● About this exercise:
State how many lines of the records contain the string "parallel", and give no other information.

● Available records:
impl ScriptHost {
    pub fn new(registry: BehaviorRegistry) -> Self {
        Self {
            registry,
            slots: Vec::new(),
            free: Vec::new(),
            parallel: true,
        }
    }

    pub fn registry(&self) -> &BehaviorRegistry {
        &self.registry
    }

    pub fn registry_mut(&mut self) -> &mut BehaviorRegistry {
        &mut self.registry
    }

    /// Run `on_update` on the rayon pool (the default) or on the calling
    /// thread.
    pub fn set_parallel(&mut self, parallel: bool) {
        self.parallel = parallel;
    }

    /// Live behaviour instances.
    pub fn len(&self) -> usize {
        self.slots.iter().filter(|s| s.is_some()).count()
    }

    pub fn is_empty(&self) -> bool {
        self.len() == 0
    }

    /// Registry key the behaviour was created from.
    pub fn script_name(&self, handle: BehaviorHandle) -> Option<&str> {
        self.slots
            .get(handle.0 as usize)?
            .as_ref()
            .map(|s| s.key.as_str())
    }

    /// Registry key of the behaviour attached to `entity`.
    pub fn script_name_of(&self, world: &World, entity: Entity) -> Option<&str> {
        let handle = world.try_get::<Script>(entity)?.behavior?;
        self.slot(handle, entity).map(|s| s.key.as_str())
    }

    fn slot(&self, handle: BehaviorHandle, entity: Entity) -> Option<&BehaviorSlot> {
        self.slots
            .get(handle.0 as usize)?
            .as_ref()
            .filter(|s| s.entity == entity)
    }

    fn take_slot(&mut self, handle: BehaviorHandle, entity: Entity) -> Option<BehaviorSlot> {
        let cell = self.slots.get_mut(handle.0 as usize)?;
        if cell.as_ref().is_some_and(|s| s.entity == entity) {
            cell.take()
        } else {
            None
        }
    }

    fn put_slot(&mut self, handle: BehaviorHandle, slot: BehaviorSlot) {
        self.slots[handle.0 as usize] = Some(slot);
    }

    fn release_handle(&mut self, handle: BehaviorHandle) {
        if let Some(cell) = self.slots.get_mut(handle.0 as usize) {
            *cell = None;
            self.free.push(handle.0);
        }
    }

    fn allocate(&mut self, slot: BehaviorSlot) -> BehaviorHandle {
        match self.free.pop() {
            Some(index) => {
                self.slots[index as usize] = Some(slot);
                BehaviorHandle(index)
            }
            None => {
                self.slots.push(Some(slot));
                BehaviorHandle(self.slots.len() as u32 - 1)
            }
        }
    }

    /// Run one lifecycle callback outside the parallel phase and apply what
    /// it queued.
    fn run_callback(
        &mut self,
        world: &mut World,
        slot: &mut BehaviorSlot,
        f: impl FnOnce(&mut dyn Behavior, &mut ScriptContext<'_>),
    ) -> usize {
        let input = InputState::default();
        let time = Time::default();
        let transform = local_transform(world, slot.entity).unwrap_or_default();
        let mut ctx = ScriptContext::new(slot.entity, world, &input, &time, transform);
        f(slot.behavior.as_mut(), &mut ctx);
        let commands = ctx.commands.into_vec();
        self.apply(world, commands)
    }

    /// Attach a new instance of the behaviour registered as `key`, replacing
    /// any behaviour the entity already has. The entity gets a
    /// [`Script`] component if it lacks one; an existing `enabled` flag is
    /// kept.
    pub fn attach(&mut self, world: &mut World, entity: Entity, key: &str) -> Result<BehaviorHandle, WorldError> {
        if !world.is_alive(entity) {
            return Err(WorldError::DeadEntity(entity));
        }
        let behavior = self.registry.create(key)?;
        if world.try_get::<Script>(entity).is_some_and(|s| s.behavior.is_some()) {
            self.detach(world, entity)?;
        }
        let enabled = world.try_get::<Script>(entity).is_none_or(|s| s.enabled);

        let handle = self.allocate(BehaviorSlot {
            entity,
            key: key.to_string(),
            behavior,
        });
        world.add_component(
            entity,
            Script {
                behavior: Some(handle),
                enabled,
            },
        )?;
        log::debug!("attached \"{key}\" to {entity}");

        if let Some(mut slot) = self.take_slot(handle, entity) {
            self.run_callback(world, &mut slot, |b, ctx| b.on_create(ctx));
            self.put_slot(handle, slot);
        }
        Ok(handle)
    }

    /// Run `on_destroy` and drop the entity's behaviour. The [`Script`]
    /// component stays, with no behaviour.
    pub fn detach(&mut self, world: &mut World, entity: Entity) -> Result<(), WorldError> {
        let mut script = world.get::<Script>(entity)?;
        let Some(handle) = script.behavior else {
            return Ok(());
        };
        let slot = self.take_slot(handle, entity);
        script.behavior = None;
        world.set(entity, script)?;
        match slot {
            Some(mut slot) => {
                self.run_callback(world, &mut slot, |b, ctx| b.on_destroy(ctx));
                self.release_handle(handle);
                log::debug!("detached \"{}\" from {entity}", slot.key);
                Ok(())
            }
            None => Err(WorldError::StaleBehavior(entity)),
        }
    }

    pub fn enable(&mut self, world: &mut World, entity: Entity) -> Result<(), WorldError> {
        self.set_enabled(world, entity, true)
    }

    pub fn disable(&mut self, world: &mut World, entity: Entity) -> Result<(), WorldError> {
        self.set_enabled(world, entity, false)
    }

    fn set_enabled(&mut self, world: &mut World, entity: Entity, enabled: bool) -> Result<(), WorldError> {
        let mut script = world.get::<Script>(entity)?;
        if script.enabled == enabled {
            return Ok(());
        }
        script.enabled = enabled;
        world.set(entity, script)?;
        if let Some(handle) = script.behavior {
            let mut slot = self
                .take_slot(handle, entity)
                .ok_or(WorldError::StaleBehavior(entity))?;
            self.run_callback(world, &mut slot, |b, ctx| {
                if enabled {
                    b.on_enable(ctx)
                } else {
                    b.on_disable(ctx)
                }
            });
            self.put_slot(handle, slot);
        }
        Ok(())
    }

    /// Destroy `entity` and its subtree, running `on_destroy` for every
    /// behaviour in it first (parents before children).
    pub fn destroy_entity(&mut self, world: &mut World, entity: Entity) -> Result<Vec<Entity>, WorldError> {
        if !world.is_alive(entity) {
            return Err(WorldError::DeadEntity(entity));
        }
        if entity == world.root() {
            return Err(WorldError::RootProtected);
        }
        let subtree = world.hierarchy().descendants_pre_order(entity)?;
        let mut pending = Vec::new();
        for &e in &subtree {
            let Some(handle) = world.try_get::<Script>(e).and_then(|s| s.behavior) else {
                continue;
            };
            if let Some(mut slot) = self.take_slot(handle, e) {
                let input = InputState::default();
                let time = Time::default();
                let transform = local_transform(world, e).unwrap_or_default();
                let mut ctx = ScriptContext::new(e, world, &input, &time, transform);
                slot.behavior.on_destroy(&mut ctx);
                pending.extend(ctx.commands.into_vec());
                self.release_handle(handle);
            }
        }
        let removed = world.destroy(entity)?;
        self.apply(world, pending);
        Ok(removed)
    }

    /// Drop behaviours whose entity is gone or no longer points at them.
    pub(crate) fn reap(&mut self, world: &World) -> usize {
        let mut reaped = 0;
        for index in 0..self.slots.len() {
            let stale = self.slots[index].as_ref().is_some_and(|slot| {
                world
                    .try_get::<Script>(slot.entity)
                    .and_then(|s| s.behavior)
                    != Some(BehaviorHandle(index as u32))
            });
            if !stale {
                continue;
            }
            if let Some(mut slot) = self.slots[index].take() {
                let input = InputState::default();
                let time = Time::default();
                let mut ctx = ScriptContext::new(slot.entity, world, &input, &time, Transform::IDENTITY);
                slot.behavior.on_destroy(&mut ctx);
                log::debug!("reaped \"{}\" of {}", slot.key, slot.entity);
                self.free.push(index as u32);
                reaped += 1;
            }
        }
        reaped
    }

    /// One frame of script logic: pull, parallel `on_update`, join, push,
    /// then apply the queued commands in job order.
    ///
    /// Call it inside [`rayon::ThreadPool::install`] to pick the pool.
    pub fn update(&mut self, world: &mut World, input: &InputState, time: &Time) -> Result<UpdateReport, WorldError> {
        let start = Instant::now();
        let reaped = self.reap(world);

        // Pull.
        let mut targets = Vec::new();
        for block in world.query_blocks(ComponentSet::of(&[ComponentKind::Script])) {
            let Some(scripts) = block.column::<Script>() else {
                continue;
            };
            for (script, &entity) in scripts.iter().zip(block.entities()) {
                if let (true, Some(handle)) = (script.enabled, script.behavior) {
                    targets.push((entity, handle, block.set().intersection(TRANSFORM_KINDS)));
                }
            }
        }

        let mut jobs = Vec::with_capacity(targets.len());
        for (entity, handle, kinds) in targets {
            let transform = local_transform(world, entity)?;
            let Some(slot) = self.take_slot(handle, entity) else {
                continue;
            };
            jobs.push(Job {
                handle,
                slot,
                kinds,
                ctx: ScriptContext::new(entity, world, input, time, transform),
            });
        }

        // Invoke, then join.
        let run = |job: &mut Job<'_>| job.slot.behavior.on_update(&mut job.ctx);
        if self.parallel {
            jobs.par_iter_mut().for_each(run);
        } else {
            jobs.iter_mut().for_each(run);
        }
        let scripts_run = jobs.len();
        let finished: Vec<_> = jobs
            .into_iter()
            .map(|job| {
                let entity = job.ctx.entity;
                let transform = job.ctx.transform;
                (job.handle, job.slot, job.kinds, entity, transform, job.ctx.commands.into_vec())
            })
            .collect();

        // Push, then apply.
        let mut pushed = Vec::with_capacity(finished.len());
        for (handle, slot, kinds, entity, transform, commands) in finished {
            self.put_slot(handle, slot);
            pushed.push((entity, kinds, transform, commands));
        }
        let mut queued = Vec::with_capacity(pushed.len());
        for (entity, kinds, transform, commands) in pushed {
            push_transform(world, entity, kinds, transform)?;
            queued.push(commands);
        }
        let commands_applied = queued
            .into_iter()
            .map(|commands| self.apply(world, commands))
            .sum();

        Ok(UpdateReport {
            scripts_run,
            commands_applied,
            reaped,
            elapsed_us: start.elapsed().as_secs_f64() * 1_000_000.0,
        })
    }

    /// Apply commands in order. A command whose target is gone by the time it
    /// runs is skipped with a warning. Returns how many succeeded.
    pub fn apply(&mut self, world: &mut World, commands: Vec<Command>) -> usize {
        let mut applied = 0;
        for command in commands {
            let result = match &command {
                Command::Set { entity, value } => world.set_value(*entity, *value),
                Command::Add { entity, value } => world.add_value(*entity, *value),
                Command::Remove { entity, kind } => world.remove_kind(*entity, *kind).map(|_| ()),
                Command::ToggleCameraLock(entity) => world
                    .get_mut::<Camera>(*entity)
                    .map(|cam| cam.locked = !cam.locked),
                Command::SetCameraLocked { entity, locked } => world
                    .get_mut::<Camera>(*entity)
                    .map(|cam| cam.locked = *locked),
                Command::SetActiveCamera(camera) => world.set_active_camera(*camera),
                Command::Reparent { entity, parent } => world.reparent(*entity, *parent),
                Command::Destroy(entity) => self.destroy_entity(world, *entity).map(|_| ()),
                Command::Create {
                    spec,
                    name,
                    parent,
                    values,
                } => world.create_with(*spec, name, *parent, values).map(|_| ()),
            };
            match result {
                Ok(()) => applied += 1,
                Err(err) => log::warn!("skipping {command:?}: {err}"),
            }
        }
        applied
    }
}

● Output below:
6